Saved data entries
========
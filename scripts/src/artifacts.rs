//! Loading of compiled contract artifacts
//!
//! Both Truffle (`"bytecode": "0x..."`) and Foundry
//! (`"bytecode": { "object": "0x..." }`) artifact layouts are understood.

use std::{collections::HashMap, fs, path::Path, str::FromStr};

use alloy_primitives::Bytes;
use serde::Deserialize;

use crate::{
    constants::{ARTIFACT_BYTECODE_KEY, ARTIFACT_EXTENSION},
    errors::ScriptError,
};

/// The creation bytecode of the contracts a run deploys
#[derive(Debug, Clone, Default)]
pub struct Artifacts {
    /// Creation bytecode by contract name
    bytecodes: HashMap<String, Bytes>,
}

impl Artifacts {
    /// Load the artifact `<dir>/<name>.json` of every named contract
    pub fn load<'a>(
        dir: &Path,
        contract_names: impl IntoIterator<Item = &'a str>,
    ) -> Result<Self, ScriptError> {
        let mut bytecodes = HashMap::new();
        for name in contract_names {
            let path = dir.join(name).with_extension(ARTIFACT_EXTENSION);
            let contents = fs::read_to_string(&path).map_err(|e| {
                ScriptError::ArtifactParsing(format!("{}: {}", path.display(), e))
            })?;
            let bytecode = parse_bytecode(&contents).map_err(|e| {
                ScriptError::ArtifactParsing(format!("{}: {}", path.display(), e))
            })?;
            bytecodes.insert(name.to_string(), bytecode);
        }

        Ok(Self { bytecodes })
    }

    /// Build the artifacts from already known bytecode
    pub fn from_bytecodes(bytecodes: impl IntoIterator<Item = (String, Bytes)>) -> Self {
        Self {
            bytecodes: bytecodes.into_iter().collect(),
        }
    }

    /// Get the creation bytecode of a contract
    pub fn bytecode(&self, contract_name: &str) -> Option<&Bytes> {
        self.bytecodes.get(contract_name)
    }
}

/// The part of a compiled artifact the scripts read
#[derive(Deserialize)]
struct ArtifactFile {
    /// The creation bytecode, in either layout
    bytecode: Option<BytecodeField>,
}

/// The creation bytecode field of an artifact
#[derive(Deserialize)]
#[serde(untagged)]
enum BytecodeField {
    /// Truffle stores the hex string directly
    Hex(String),
    /// Foundry nests it under `object`
    Object {
        /// The hex string
        object: String,
    },
}

/// Extract the creation bytecode from the JSON contents of an artifact
pub fn parse_bytecode(contents: &str) -> Result<Bytes, String> {
    let artifact: ArtifactFile = serde_json::from_str(contents).map_err(|e| e.to_string())?;

    let bytecode = match artifact.bytecode {
        Some(BytecodeField::Hex(s)) | Some(BytecodeField::Object { object: s }) => s,
        None => return Err(format!("artifact has no `{ARTIFACT_BYTECODE_KEY}`")),
    };

    // Truffle leaves `__Library__` placeholders in unlinked bytecode
    if bytecode.contains("__") {
        return Err("bytecode has unlinked library references".to_string());
    }

    let bytecode = Bytes::from_str(&bytecode).map_err(|e| e.to_string())?;
    if bytecode.is_empty() {
        return Err("bytecode is empty, is the contract abstract?".to_string());
    }

    Ok(bytecode)
}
========
Each line from the one with "has unlinked library" through the end of the entries above must be set down exactly, both end lines included, and no other line may appear.

▶ _Result of this exercise_:
        return Err("bytecode has unlinked library references".to_string());
    }

    let bytecode = Bytes::from_str(&bytecode).map_err(|e| e.to_string())?;
    if bytecode.is_empty() {
        return Err("bytecode is empty, is the contract abstract?".to_string());
    }

    Ok(bytecode)
}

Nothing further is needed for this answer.